Al momento seguo le lezioni del secondo anno pur avendo dato due materie(modulari e quindi metà corso) e con voti non proprio ehm "buoni".
Nonostante venga da un liceo scientifico(ottimo voto di uscita) è normale che data la facoltà scelta fosse normale trovarmi un po' in difficoltà e come dicono molti il primo anno è per tutti un trauma.
Vi racconto però la situazione didattica del mio ateneo per capire se è la normalità anche in una università del Centro/Nord con buona fama oppure un caso isolato di sfortuna e di cattiva didattica.
Professore di Fisica 1: Cosi palloso nel spiegare la meccanica da far scappare il 90% degli studenti presenti, da 200 persone la classe sembrava quella di una scuola superiore.Che vuol dire palloso?Del tutto privo di una linearità e di un metodo di insegnamento a prova di studente, soprattutto per chi ne sentiva parlare la prima volta.A mio parere era molto meglio studiare da soli dal libro.
Nonostante tutto seguo il secondo modulo, la situazione va un po' meglio.
In sede di esame, dopo una specie di orale che altro non era che una correzione in tempo reale dello scritto, taglia tutti gli esercizi che non erano svolti come diceva lui(uno ricordo in particolare svolto correttamente ,lo ho verificato su internet) e fa preferenze eccessive verso quei 20 poveri cristi che lo seguivano e che ricordava perfettamente dopo lo svuotamento della classi.
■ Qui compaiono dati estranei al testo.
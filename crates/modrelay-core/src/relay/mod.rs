//! Message routing between private chats and the moderator chat.
//!
//! Correlation state lives only in the moderator chat history: every forwarded
//! question is followed by a `USER_ID:<id>` marker message reply-linked to it,
//! and a moderator reply is routed by resolving the message it points at.

use std::sync::Arc;

use tracing::warn;

use crate::{
    audit::{AuditEvent, AuditLogger},
    config::Config,
    domain::{ChatId, MessageId},
    messaging::{
        port::MessagingPort,
        types::{ChatKind, IncomingMessage},
    },
};

mod inbound;
mod reply;

#[cfg(test)]
mod fake;

pub use inbound::InboundOutcome;
pub use reply::{AnswerKind, ReplyOutcome};

pub const GREETING: &str = "Hi, send me your question (text or media). Moderators will answer.";
pub const QUESTION_ACK: &str =
    "Your question has been sent to moderators. You will get an answer here.";
pub const QUESTION_FAILED: &str = "Failed to send your question. Please try again later.";
pub const ANSWER_PREFIX: &str = "Answer from moderator:\n\n";
pub const ANSWER_DELIVERED: &str = "Answer delivered to user.";
pub const TARGET_UNRESOLVED: &str = "Could not determine target user id. Make sure you reply to the forwarded message or the metadata message.";
pub const TARGET_MALFORMED: &str =
    "Found a USER_ID marker but it is not a valid user id. Reply to the forwarded message instead.";
pub const USER_UNREACHABLE: &str = "Failed to deliver the answer to the user. They may have blocked the bot or changed privacy settings.";
pub const DELIVERY_FAILED: &str = "Failed to deliver the answer to the user. Please try again later.";

/// Which handler an incoming message belongs to.
#[derive(Clone, Copy, Debug, PartialEq, Eq)]
pub enum Route {
    /// Reply inside the moderator chat.
    Reply,
    /// `/start` in a private chat.
    Greeting,
    /// Question from a human in a private chat.
    Inbound,
    Ignore,
}

#[derive(Clone, Debug, PartialEq, Eq)]
pub enum RelayOutcome {
    Ignored,
    Greeted,
    Inbound(InboundOutcome),
    Reply(ReplyOutcome),
}

/// Stateless router shared by all concurrent update handlers.
#[derive(Clone)]
pub struct Relay {
    moderator_chat: ChatId,
    transport: Arc<dyn MessagingPort>,
    audit: Option<Arc<AuditLogger>>,
}

impl Relay {
    pub fn new(moderator_chat: ChatId, transport: Arc<dyn MessagingPort>) -> Self {
        Self {
            moderator_chat,
            transport,
            audit: None,
        }
    }

    pub fn from_config(cfg: &Config, transport: Arc<dyn MessagingPort>) -> Self {
        let relay = Self::new(cfg.moderator_chat_id, transport);
        match &cfg.audit_log_path {
            Some(path) => relay.with_audit(AuditLogger::new(path.clone(), cfg.audit_log_json)),
            None => relay,
        }
    }

    pub fn with_audit(mut self, audit: AuditLogger) -> Self {
        self.audit = Some(Arc::new(audit));
        self
    }

    pub fn route(&self, msg: &IncomingMessage) -> Route {
        if msg.chat_id == self.moderator_chat {
            return if msg.reply_to.is_some() {
                Route::Reply
            } else {
                Route::Ignore
            };
        }

        if msg.chat_kind != ChatKind::Private {
            return Route::Ignore;
        }
        match &msg.from {
            Some(sender) if !sender.is_bot => {}
            _ => return Route::Ignore,
        }

        if msg.text.as_deref().is_some_and(is_start_command) {
            Route::Greeting
        } else {
            Route::Inbound
        }
    }

    /// Handle one update. Failures are logged, audited and reported to the
    /// relevant chat; nothing is propagated to the caller.
    pub async fn handle(&self, msg: &IncomingMessage) -> RelayOutcome {
        match self.route(msg) {
            Route::Ignore => RelayOutcome::Ignored,
            Route::Greeting => {
                self.notify(msg.chat_id, GREETING, None).await;
                RelayOutcome::Greeted
            }
            Route::Inbound => match &msg.from {
                Some(sender) => RelayOutcome::Inbound(self.relay_question(msg, sender).await),
                None => RelayOutcome::Ignored,
            },
            Route::Reply => match &msg.reply_to {
                Some(quoted) => RelayOutcome::Reply(self.route_answer(msg, quoted).await),
                None => RelayOutcome::Ignored,
            },
        }
    }

    /// Best-effort notification; a failure here is only logged.
    async fn notify(&self, chat_id: ChatId, text: &str, reply_to: Option<MessageId>) {
        if let Err(e) = self.transport.send_text(chat_id, text, reply_to).await {
            warn!(chat_id = chat_id.0, error = %e, "failed to send notification");
        }
    }

    fn audit(&self, event: AuditEvent) {
        let Some(audit) = &self.audit else {
            return;
        };
        if let Err(e) = audit.write(event) {
            warn!(path = %audit.path().display(), error = %e, "audit write failed");
        }
    }
}

/// `/start`, `/start@bot_name`, optionally followed by a deep-link payload.
fn is_start_command(text: &str) -> bool {
    let Some(cmd) = text.split_whitespace().next() else {
        return false;
    };
    cmd == "/start" || cmd.starts_with("/start@")
}
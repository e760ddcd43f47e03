//! Sender identity markers embedded in moderator chat messages.
//!
//! The marker `USER_ID:<digits>` is the only protocol surface persisted in the
//! moderator chat history, so its format must stay stable.

use std::sync::OnceLock;

use regex::Regex;

use crate::{domain::UserId, messaging::types::QuotedMessage};

pub const MARKER_PREFIX: &str = "USER_ID:";

fn marker_re() -> &'static Regex {
    static RE: OnceLock<Regex> = OnceLock::new();
    RE.get_or_init(|| Regex::new(r"USER_ID:([0-9]+)").expect("valid regex"))
}

/// Build the correlation text posted under a forwarded question.
pub fn encode_marker(user: UserId, label: &str) -> String {
    format!("{MARKER_PREFIX}{} | {label}", user.0)
}

#[derive(Clone, Debug, PartialEq, Eq, thiserror::Error)]
pub enum MarkerError {
    #[error("malformed user id marker: {0}")]
    Malformed(String),
}

/// Find the first `USER_ID:<digits>` token in `s`.
///
/// A token whose digits do not form a positive `i64` is `Malformed`, which is
/// reported separately from "no marker at all".
pub fn scan_marker(s: &str) -> Result<Option<UserId>, MarkerError> {
    let Some(caps) = marker_re().captures(s) else {
        return Ok(None);
    };
    let digits = &caps[1];
    match digits.parse::<i64>() {
        Ok(id) if id > 0 => Ok(Some(UserId(id))),
        _ => Err(MarkerError::Malformed(format!("{MARKER_PREFIX}{digits}"))),
    }
}

/// Where a resolved identity came from.
#[derive(Clone, Copy, Debug, PartialEq, Eq)]
pub enum IdentitySource {
    Text,
    Caption,
    ForwardOrigin,
}

#[derive(Clone, Copy, Debug, PartialEq, Eq)]
pub enum Resolution {
    Resolved { user: UserId, source: IdentitySource },
    /// A marker was present but unusable and no other source matched.
    Malformed,
    Unresolved,
}

impl Resolution {
    pub fn user(&self) -> Option<UserId> {
        match self {
            Resolution::Resolved { user, .. } => Some(*user),
            _ => None,
        }
    }
}

/// Resolve the original sender of a replied-to message.
///
/// First match wins: marker in text, marker in caption, forward origin.
pub fn resolve(msg: &QuotedMessage) -> Resolution {
    let mut saw_malformed = false;

    let embedded = [
        (msg.text.as_deref(), IdentitySource::Text),
        (msg.caption.as_deref(), IdentitySource::Caption),
    ];
    for (field, source) in embedded {
        let Some(s) = field else {
            continue;
        };
        match scan_marker(s) {
            Ok(Some(user)) => return Resolution::Resolved { user, source },
            Ok(None) => {}
            Err(_) => saw_malformed = true,
        }
    }

    if let Some(user) = msg.forward_from {
        return Resolution::Resolved {
            user,
            source: IdentitySource::ForwardOrigin,
        };
    }

    if saw_malformed {
        Resolution::Malformed
    } else {
        Resolution::Unresolved
    }
}
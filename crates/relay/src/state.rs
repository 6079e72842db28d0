// SPDX-License-Identifier: BUSL-1.1
// Copyright (c) 2026 Alfred Jean LLC

use std::sync::Arc;

use tokio_util::sync::CancellationToken;

use crate::bridge::PendingBridge;
use crate::config::RelayConfig;
use crate::hub::Hub;
use crate::store::Store;

/// A node counts as connected if seen within this window, even without a
/// live hub registration.
pub const LIVENESS_WINDOW_MS: u64 = 2 * 60 * 1000;

/// Shared relay state.
pub struct RelayState {
    pub config: RelayConfig,
    pub hub: Hub,
    pub bridges: PendingBridge,
    pub store: Arc<dyn Store>,
    pub shutdown: CancellationToken,
}

impl RelayState {
    pub fn new(config: RelayConfig, store: Arc<dyn Store>, shutdown: CancellationToken) -> Self {
        Self { config, hub: Hub::new(), bridges: PendingBridge::new(), store, shutdown }
    }

    /// Connected = live hub registration, or recent control-plane traffic.
    pub fn node_connected(&self, name: &str, last_seen_at_ms: u64, now_ms: u64) -> bool {
        if self.hub.is_connected(name) {
            return true;
        }
        now_ms.saturating_sub(last_seen_at_ms) <= LIVENESS_WINDOW_MS
    }
}

/// Current wall-clock time as epoch milliseconds.
pub fn epoch_ms() -> u64 {
    std::time::SystemTime::now()
        .duration_since(std::time::UNIX_EPOCH)
        .unwrap_or_default()
        .as_millis() as u64
}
Analisi 1 : Professore al primo anno di insegnamento che ha come metodo di insegnamento quello di scrivere alla lavagna e far ricopiare, ovviamente copiava lui stesso dai suoi appunti che erano ''identici'' a quelli del libro.
Per chi vedeva la prima volta quegli appunti era turco aramaico non so perchè ho seguito.
Come se non bastasse pretende tantissimo all'esame ,esercizi casuali e chiede esercizi che non ha mai svolto (quei fine settimana che ne scriveva qualcuno alla lavagna) serie parametriche, integrali parametrici , induzione su integrali ecc ecc...
Aveva qualche nota di frustrazione già a lezione , ma dopo l'esame in cui guarda gli studenti in difficoltà con un sorrisetto tutto è molto chiaro...
Programmazione: Professore alle prime armi a mio avviso non adatto alla spiegazione. Il 90 % degli studenti iscritti a informatica ha già delle basi e cosi le prime lezioni passano guardando gli schermi degli altri che giocano ai videogiochi, tutto è reso difficile dal fatto che si rifiuta di usare il microfono.
Ho preparato programmazione da solo, nemmeno il 50% seguiva.
Algebra: Qui sono dubbioso sulla responsabilità o meno della professoressa ,materia molto astratta , e le spiegazioni a me sembrano ostiche come se si aspettasse che conoscessi già la materia. Ci consiglia un libro che sembra scritto per docenti , detto anche da persone che hanno già passato la materia.
Resta il fatto che nemmeno il 50% degli iscritti passa la materia,anzi manco la prova.
Inoltre essendo in modulo con Geometria non seguo nemmeno quella, tanto è lo shock.
Dulcis in fundo.. Secondo Professore di calcolatori.
Docente che parla del nulla per metà semestre di una macchina virtuale(non sapevo neanche cosa trattasse la materia
), l'altra metà la spende a parlare in maniera molto confusa della materia. Penso che lo 0% abbia capito qualcosa. L'esame è qualcosa su cui lui stesso si è arrangiato all'ultimo minuto, tanto che non comunica le modalità di esame fino all'ultimo.E cosi eccomi al secondo anno, incontrando professori sicuramente più preparati ,ma poco disponibili. Mi è salito il dubbio della mia possibile inadeguatezza alla facoltà o della loro. Parlando con i miei coetanei , credo pensino sia solo una mia immaturità ad accettare il mondo universitario così come è , a stento credono a quello che racconto.
Non so perche ma ho accettato di fare qui il secondo anno sperando che la situazione migliori, fatto sta che rimangono 60 cfu scoperti (mal dati o non dati).
Voi cosa ne pensate? E un' utopia pensare di avere un professore che metta in condizioni di affrontare l'esame. Che esperienza avete avuto a ingegneria?
Dovrei cambiare o arrangiarmi e restare?